By ten o’clock he found himself unable to endure the complacent familiarity of his ‘service’ flat. It was in fact at that hour being ‘serviced’, a ritual which normally he avoided and now hindered by his presence.
He was astounded to find that for twenty years he had inhabited dull, oppressive, dark and uncomely premises. Deeply shaken by this abrupt discovery, he went out into the London spring.

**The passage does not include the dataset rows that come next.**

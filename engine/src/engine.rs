//! Intervention engine — evaluation surface and decision applier
//!
//! One [`InterventionEngine`] instance per concrete engine (behavioral or
//! upgrade). Evaluation is a read path: it triggers lazy experiment
//! assignment, loads a per-user state snapshot, and runs the gate pipeline
//! without writing anything. All state mutation happens in the applier
//! methods (`record_shown` / `record_dismissed` / `record_engaged`), each a
//! single read-modify-write.
//!
//! Failure principle: fail closed for the decision (don't show), fail open
//! for the application (never crash the caller).

use std::sync::Arc;

use chrono::{DateTime, Utc};
use serde_json::json;
use tracing::{debug, info, warn};

use crate::assignment::{UserExperimentAssignment, VariantAssigner};
use crate::catalog::{CatalogError, ExperimentCatalog, VariantConfig};
use crate::events::{
    AnalyticsEvent, EventKind, EventRecorder, EventSink, RecorderConfig, SyncError, SyncReport,
};
use crate::gates::{DecisionContext, DecisionResult, GateConfig, GateInput, GatePipeline};
use crate::kv::KvStore;
use crate::state::{EngineKind, EngineStateStore, StateStoreError};

/// Error type for engine applier operations.
#[derive(Debug, thiserror::Error)]
pub enum EngineError {
    #[error("catalog error: {0}")]
    Catalog(#[from] CatalogError),

    #[error("state error: {0}")]
    State(#[from] StateStoreError),
}

/// Result type for engine operations.
pub type EngineResult<T> = Result<T, EngineError>;

/// The intervention gate engine.
pub struct InterventionEngine {
    kind: EngineKind,
    config: GateConfig,
    pipeline: GatePipeline,
    assigner: VariantAssigner,
    states: EngineStateStore,
    recorder: EventRecorder,
}

impl InterventionEngine {
    /// Construct an engine over a durable key-value store and a remote
    /// analytics sink. The catalog is validated here — a malformed catalog
    /// is a configuration error and fails fast.
    pub async fn new(
        kind: EngineKind,
        config: GateConfig,
        catalog: ExperimentCatalog,
        kv: Arc<dyn KvStore>,
        sink: Arc<dyn EventSink>,
    ) -> EngineResult<Self> {
        catalog.validate()?;
        let catalog = Arc::new(catalog);
        let recorder =
            EventRecorder::open(kind, RecorderConfig::default(), kv.clone(), sink).await;
        Ok(Self {
            kind,
            config,
            pipeline: GatePipeline::standard(kind),
            assigner: VariantAssigner::new(catalog, kv.clone()),
            states: EngineStateStore::new(kind, kv),
            recorder,
        })
    }

    /// Which engine instance this is.
    pub fn kind(&self) -> EngineKind {
        self.kind
    }

    /// Active gate configuration.
    pub fn config(&self) -> &GateConfig {
        &self.config
    }

    // =========================================================================
    // Read path
    // =========================================================================

    /// Evaluate whether an intervention may be surfaced right now.
    pub async fn evaluate(&self, ctx: &DecisionContext) -> DecisionResult {
        self.evaluate_at(ctx, Utc::now()).await
    }

    /// Evaluation with an explicit clock, for deterministic tests.
    ///
    /// Ensures experiment assignments exist (best effort), loads the user's
    /// state snapshot, and runs the pipeline. Never writes counters; never
    /// returns an error — an unreadable state store fails the decision
    /// closed instead.
    pub async fn evaluate_at(&self, ctx: &DecisionContext, now: DateTime<Utc>) -> DecisionResult {
        let assignments = self
            .assigner
            .get_or_create_assignments(&ctx.user_id, now)
            .await;

        // First sight of a user creates their state record, anchored at
        // the caller-supplied signup time when one is known.
        let signup_at = ctx.facts.signup_at.unwrap_or(now);
        let state = match self.states.load_or_create(&ctx.user_id, signup_at).await {
            Ok(state) => state,
            Err(e) => {
                warn!(
                    user_id = %ctx.user_id,
                    kind = %self.kind,
                    error = %e,
                    "engine state unavailable; failing decision closed"
                );
                let result = DecisionResult::fail_closed("engine state unavailable");
                self.record_decision(ctx, &result, &assignments, now).await;
                return result;
            }
        };

        let result = self.pipeline.evaluate(&GateInput {
            ctx,
            state: &state,
            config: &self.config,
            now,
        });

        debug!(
            user_id = %ctx.user_id,
            kind = %self.kind,
            signal = %ctx.signal,
            allowed = result.allowed,
            blocked_by = ?result.blocked_by,
            "evaluated decision"
        );
        self.record_decision(ctx, &result, &assignments, now).await;
        result
    }

    /// Content config for the variant this user is assigned to, if any.
    pub async fn variant_config(
        &self,
        user_id: &str,
        experiment_id: &str,
    ) -> Option<VariantConfig> {
        self.assigner.variant_config(user_id, experiment_id).await
    }

    // =========================================================================
    // Decision applier (write path)
    // =========================================================================

    /// Record that an intervention was shown.
    pub async fn record_shown(&self, user_id: &str) -> EngineResult<()> {
        self.record_shown_at(user_id, None, Utc::now()).await
    }

    /// `record_shown` with an explicit clock and the content kind chosen
    /// by the caller (stored for last-shown alternation).
    pub async fn record_shown_at(
        &self,
        user_id: &str,
        content_kind: Option<&str>,
        now: DateTime<Utc>,
    ) -> EngineResult<()> {
        let mut state = self.states.load_or_create(user_id, now).await?;

        // Single read-modify-write: reconcile stale windows, then count
        // this show in the fresh ones.
        state.roll_daily_window(now, self.config.daily_policy);
        state.roll_weekly_window(now, self.config.weekly_policy);
        state.daily_count += 1;
        state.weekly_count += 1;
        state.last_shown_at = Some(now);
        if let Some(kind) = content_kind {
            state.last_content_kind = Some(kind.to_string());
        }
        self.states.save(user_id, &state).await?;

        self.recorder
            .record(AnalyticsEvent::new(EventKind::Shown, now).with_metadata(json!({
                "user_id": user_id,
                "daily_count": state.daily_count,
                "weekly_count": state.weekly_count,
            })))
            .await;
        Ok(())
    }

    /// Record that the user dismissed an intervention, folding the
    /// dismissal into escalation state.
    pub async fn record_dismissed(&self, user_id: &str) -> EngineResult<()> {
        self.record_dismissed_at(user_id, Utc::now()).await
    }

    pub async fn record_dismissed_at(
        &self,
        user_id: &str,
        now: DateTime<Utc>,
    ) -> EngineResult<()> {
        let mut state = self.states.load_or_create(user_id, now).await?;

        state.dismiss_count += 1;
        state.last_dismissed_at = Some(now);

        if state.dismiss_count >= self.config.lifetime_dismiss_cap {
            if !state.permanently_silenced {
                info!(
                    user_id,
                    kind = %self.kind,
                    dismissals = state.dismiss_count,
                    "lifetime dismiss cap reached; permanently silencing"
                );
            }
            state.permanently_silenced = true;
        } else if state.dismiss_count >= self.config.escalation_threshold {
            let until = now + self.config.escalation_silence();
            state.silence_until = Some(until);
            info!(
                user_id,
                kind = %self.kind,
                dismissals = state.dismiss_count,
                until = %until,
                "escalation threshold crossed; silencing"
            );
        }
        self.states.save(user_id, &state).await?;

        self.recorder
            .record(
                AnalyticsEvent::new(EventKind::Dismissed, now).with_metadata(json!({
                    "user_id": user_id,
                    "dismiss_count": state.dismiss_count,
                    "permanently_silenced": state.permanently_silenced,
                })),
            )
            .await;
        Ok(())
    }

    /// Record that the user engaged with an intervention. Engagement never
    /// affects cooldowns.
    pub async fn record_engaged(&self, user_id: &str) -> EngineResult<()> {
        self.record_engaged_at(user_id, Utc::now()).await
    }

    pub async fn record_engaged_at(&self, user_id: &str, now: DateTime<Utc>) -> EngineResult<()> {
        let mut state = self.states.load_or_create(user_id, now).await?;
        state.engage_count += 1;
        self.states.save(user_id, &state).await?;

        self.recorder
            .record(AnalyticsEvent::new(EventKind::Engaged, now).with_metadata(json!({
                "user_id": user_id,
                "engage_count": state.engage_count,
            })))
            .await;
        Ok(())
    }

    /// Explicit per-user data reset: engine state and assignments.
    pub async fn clear_user(&self, user_id: &str) -> EngineResult<()> {
        self.states.clear(user_id).await?;
        if let Err(e) = self.assigner.clear_user(user_id).await {
            warn!(user_id, error = %e, "failed to clear assignments");
        }
        Ok(())
    }

    // =========================================================================
    // Content selection
    // =========================================================================

    /// Pick a content kind for an allowed decision, avoiding repeating the
    /// last one shown. Pure selection; persist the choice by passing it to
    /// [`record_shown_at`](Self::record_shown_at).
    pub async fn choose_content<'a>(
        &self,
        user_id: &str,
        candidates: &'a [&'a str],
    ) -> Option<&'a str> {
        let last = match self.states.load(user_id).await {
            Ok(Some(state)) => state.last_content_kind,
            _ => None,
        };
        alternate_content(last.as_deref(), candidates)
    }

    // =========================================================================
    // Event sync
    // =========================================================================

    /// Push one batch of queued analytics events to the remote sink.
    pub async fn sync_events(&self) -> Result<SyncReport, SyncError> {
        self.recorder.sync().await
    }

    /// Events queued and awaiting sync.
    pub async fn pending_events(&self) -> usize {
        self.recorder.pending().await
    }

    async fn record_decision(
        &self,
        ctx: &DecisionContext,
        result: &DecisionResult,
        assignments: &[UserExperimentAssignment],
        now: DateTime<Utc>,
    ) {
        let kind = if result.allowed {
            EventKind::Allowed
        } else {
            EventKind::Blocked
        };
        let variant = assignments
            .iter()
            .find_map(|a| a.variant_id.clone());
        let mut event = AnalyticsEvent::new(kind, now)
            .with_signal(ctx.signal.clone())
            .with_metadata(json!({
                "user_id": ctx.user_id,
                "blocked_by": result.blocked_by.map(|g| g.as_str()),
                "reason": result.reason,
                "confidence": ctx.confidence,
            }));
        if let Some(variant) = variant {
            event = event.with_variant(variant);
        }
        self.recorder.record(event).await;
    }
}

/// Last-shown alternation: prefer the first candidate that differs from
/// what was shown last; fall back to the first candidate.
pub fn alternate_content<'a>(last: Option<&str>, candidates: &'a [&'a str]) -> Option<&'a str> {
    candidates
        .iter()
        .find(|c| Some(**c) != last)
        .or_else(|| candidates.first())
        .copied()
}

A ten-minute walk across the Park hardly raised his spirits. He avoided the great water-shed of traffic under the quadriga, saw some inappropriately attired equestrians, passed a concourse of scarlet and yellow tulips, left the Park under the expanded nostrils of Epstein’s liberated elementals and made his way into Baronsgate.

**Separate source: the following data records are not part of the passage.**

//! Gate pipeline — ordered, short-circuiting decision predicates
//!
//! The pipeline is an explicit ordered list of pure [`Gate`] values rather
//! than nested conditionals: each gate is tagged with an id, can be unit
//! tested in isolation, and can be reordered or inserted without touching
//! control flow. Evaluation stops at the first blocking gate; later gates
//! never un-block an earlier block, and no gate mutates state.

use chrono::{DateTime, Duration, Utc};
use serde::{Deserialize, Serialize};

use crate::state::{EngineKind, EngineState, WindowPolicy};

/// Subscription tier of the subject under evaluation.
#[derive(Debug, Clone, Copy, PartialEq, Eq, Serialize, Deserialize)]
#[serde(rename_all = "snake_case")]
pub enum SubjectTier {
    Free,
    Trial,
    Paying,
}

/// Caller-supplied facts about the subject at this instant.
///
/// The engine never queries these itself — they arrive fully resolved in
/// the decision context.
#[derive(Debug, Clone, PartialEq, Serialize, Deserialize)]
pub struct SubjectFacts {
    /// Current subscription tier.
    pub tier: SubjectTier,
    /// Whether the user has interventions enabled at all.
    pub interventions_enabled: bool,
    /// Whether a qualifying behavioral/friction signal is currently active.
    pub has_active_signal: bool,
    /// Moment-detection verdict from the caller's detector, when the
    /// engine requires one (behavioral engine only).
    pub moment_detected: Option<bool>,
    /// Real account signup time. Used when this user's state record is
    /// first created; absent, the first evaluation instant stands in,
    /// which makes long-standing accounts look brand new to the
    /// account-age gate.
    #[serde(default)]
    pub signup_at: Option<DateTime<Utc>>,
}

impl Default for SubjectFacts {
    fn default() -> Self {
        Self {
            tier: SubjectTier::Free,
            interventions_enabled: true,
            has_active_signal: true,
            moment_detected: None,
            signup_at: None,
        }
    }
}

/// Ephemeral per-call evaluation input. Never persisted.
#[derive(Debug, Clone, PartialEq, Serialize, Deserialize)]
pub struct DecisionContext {
    /// Subject id.
    pub user_id: String,
    /// Friction/behavior tag identifying which signal triggered this
    /// evaluation (e.g., "overspend_streak", "trial_expiring").
    pub signal: String,
    /// Signal confidence in [0, 1].
    pub confidence: f64,
    /// Resolved subject facts.
    pub facts: SubjectFacts,
}

impl DecisionContext {
    pub fn new(user_id: impl Into<String>, signal: impl Into<String>, confidence: f64) -> Self {
        Self {
            user_id: user_id.into(),
            signal: signal.into(),
            confidence,
            facts: SubjectFacts::default(),
        }
    }

    pub fn with_facts(mut self, facts: SubjectFacts) -> Self {
        self.facts = facts;
        self
    }
}

/// Stable identifier of the gate that blocked a decision.
#[derive(Debug, Clone, Copy, PartialEq, Eq, Hash, Serialize, Deserialize)]
#[serde(rename_all = "SCREAMING_SNAKE_CASE")]
pub enum GateId {
    Eligibility,
    TierExclusion,
    DismissTracking,
    Cooldown,
    DailyLimit,
    WeeklyLimit,
    ConfidenceThreshold,
    ContextRelevance,
    MomentPrecision,
}

impl GateId {
    /// Wire name, used in decision results and analytics events.
    pub fn as_str(&self) -> &'static str {
        match self {
            Self::Eligibility => "ELIGIBILITY",
            Self::TierExclusion => "TIER_EXCLUSION",
            Self::DismissTracking => "DISMISS_TRACKING",
            Self::Cooldown => "COOLDOWN",
            Self::DailyLimit => "DAILY_LIMIT",
            Self::WeeklyLimit => "WEEKLY_LIMIT",
            Self::ConfidenceThreshold => "CONFIDENCE_THRESHOLD",
            Self::ContextRelevance => "CONTEXT_RELEVANCE",
            Self::MomentPrecision => "MOMENT_PRECISION",
        }
    }
}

As he entered that flowing cacophony of changing gears and revving engines, it occurred to him that he himself must now get into bottom gear and stay there, until he was parked in some subfuse lay-by to await – and here the simile became insufferable – a final to wing-off. His predicament was none the better for being commonplace. He walked for a quarter of an hour.
From Baronsgate the western entry into the Capricorns is by an arched passage too low overhead to admit any but pedestrian traffic. It leads into Capricorn Mews and, further along at right angles to the Mews, Capricorn Place. He had passed by it over and over again and would have done so now if it hadn’t been for a small, thin cat.

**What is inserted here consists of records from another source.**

use chrono::{DateTime, Duration, Utc};
use thiserror::Error;

use crate::model::session::ROUNDS_PER_SESSION;
use crate::model::tier::DifficultyTier;

#[derive(Debug, Error, Clone, PartialEq, Eq)]
#[non_exhaustive]
pub enum SessionSummaryError {
    #[error("completed_at is before started_at")]
    InvalidTimeRange,

    #[error("score ({score}) exceeds rounds played ({rounds})")]
    ScoreExceedsRounds { score: u32, rounds: u32 },

    #[error("too many rounds for a single session: {rounds}")]
    TooManyRounds { rounds: u32 },
}

/// `round(score / rounds * 100)`, or `0` when no rounds were played.
///
/// Halves round up, matching the usual rounding of a positive ratio.
#[must_use]
pub fn percentage(score: u32, rounds: u32) -> u32 {
    if rounds == 0 {
        return 0;
    }
    let score = u64::from(score);
    let rounds = u64::from(rounds);
    let value = (score * 200 + rounds) / (rounds * 2);
    u32::try_from(value).unwrap_or(u32::MAX)
}

/// Coarse grading of a percentage, used for colours and the summary emoji.
#[derive(Debug, Clone, Copy, PartialEq, Eq)]
pub enum ScoreBand {
    Strong,
    Fair,
    Weak,
}

impl ScoreBand {
    #[must_use]
    pub fn from_percentage(value: u32) -> Self {
        if value >= 80 {
            ScoreBand::Strong
        } else if value >= 60 {
            ScoreBand::Fair
        } else {
            ScoreBand::Weak
        }
    }
}

/// Final tally of a finished session.
#[derive(Debug, Clone, PartialEq, Eq)]
pub struct SessionSummary {
    tier: DifficultyTier,
    score: u32,
    rounds: u32,
    started_at: DateTime<Utc>,
    completed_at: DateTime<Utc>,
}

impl SessionSummary {
    /// # Errors
    ///
    /// Returns `SessionSummaryError` if the score cannot belong to the rounds
    /// played, if more rounds than a session allows are reported, or if the
    /// time range is inverted.
    pub fn new(
        tier: DifficultyTier,
        score: u32,
        rounds: u32,
        started_at: DateTime<Utc>,
        completed_at: DateTime<Utc>,
    ) -> Result<Self, SessionSummaryError> {
        if completed_at < started_at {
            return Err(SessionSummaryError::InvalidTimeRange);
        }
        if rounds > ROUNDS_PER_SESSION {
            return Err(SessionSummaryError::TooManyRounds { rounds });
        }
        if score > rounds {
            return Err(SessionSummaryError::ScoreExceedsRounds { score, rounds });
        }
        Ok(Self {
            tier,
            score,
            rounds,
            started_at,
            completed_at,
        })
    }

    #[must_use]
    pub fn tier(&self) -> DifficultyTier {
        self.tier
    }

    #[must_use]
    pub fn score(&self) -> u32 {
        self.score
    }

    #[must_use]
    pub fn rounds(&self) -> u32 {
        self.rounds
    }

    #[must_use]
    pub fn elapsed(&self) -> Duration {
        self.completed_at - self.started_at
    }

    #[must_use]
    pub fn final_percentage(&self) -> u32 {
        percentage(self.score, self.rounds)
    }

    #[must_use]
    pub fn band(&self) -> ScoreBand {
        ScoreBand::from_percentage(self.final_percentage())
    }
}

This animal flashed out from under the traffic and shot past him into the passageway. It disappeared at the far end. He heard a scream of tyres and of a living creature.
This sort of thing upset Mr Whipplestone. He disliked this sort of thing intensely. He would have greatly preferred to remove himself as quickly as possible from the scene and put it out of his mind. What he did, however, was to hurry through the passageway into Capricorn Mews.
The vehicle, a delivery van of sorts, was disappearing into Capricorn Place. A group of three youths outside a garage stared at the cat which lay like a blot of ink on the pavement.
One of them walked over to it.
‘Had it,’ he said.
‘Poor pussy!’ said one of the others and they laughed objectionably.
The first youth moved his foot as if to turn the cat over. Astonishingly and dreadfully it scrabbled with its hind legs. He exclaimed, stooped down and extended his hand.
It was on its feet. It staggered and then bolted. Towards Mr Whipplestone who had come to a halt. He supposed it to be concussed, or driven frantic by pain or fear. In a flash it gave a great spring and was on Mr Whipplestone’s chest, clinging with its small claws and – incredibly – purring. He had been told that a dying cat will sometimes purr. It had blue eyes. The tip of its tail for about two inches was snow white but the rest of its person was perfectly black. He had no particular antipathy to cats.
He carried an umbrella in his right hand but with his left arm he performed a startled reflex gesture. He sheltered the cat. It was shockingly thin, but warm and tremulous.
‘One of ’er nine lives gawn for a burton,’ said the youth. He and his friends guffawed themselves into the garage.
‘Drat,’ said Mr Whipplestone, who long ago had thought it amusing to use spinsterish expletives.
With some difficulty he hooked his umbrella over his left arm and with his right hand inserted his eyeglass and then explored the cat’s person. It increased its purrs, interrupting them with a faint mew when he touched its shoulder. What was to be done with it?
Obviously, nothing in particular. It was not badly injured, presumably it lived in the neighbourhood and one had always understood its species to have a phenomenal homing instinct. It thrust its nut-like head under Mr Whipplestone’s jacket and into his waistcoat. It palpated his chest with its paws. He had quite a business detaching it.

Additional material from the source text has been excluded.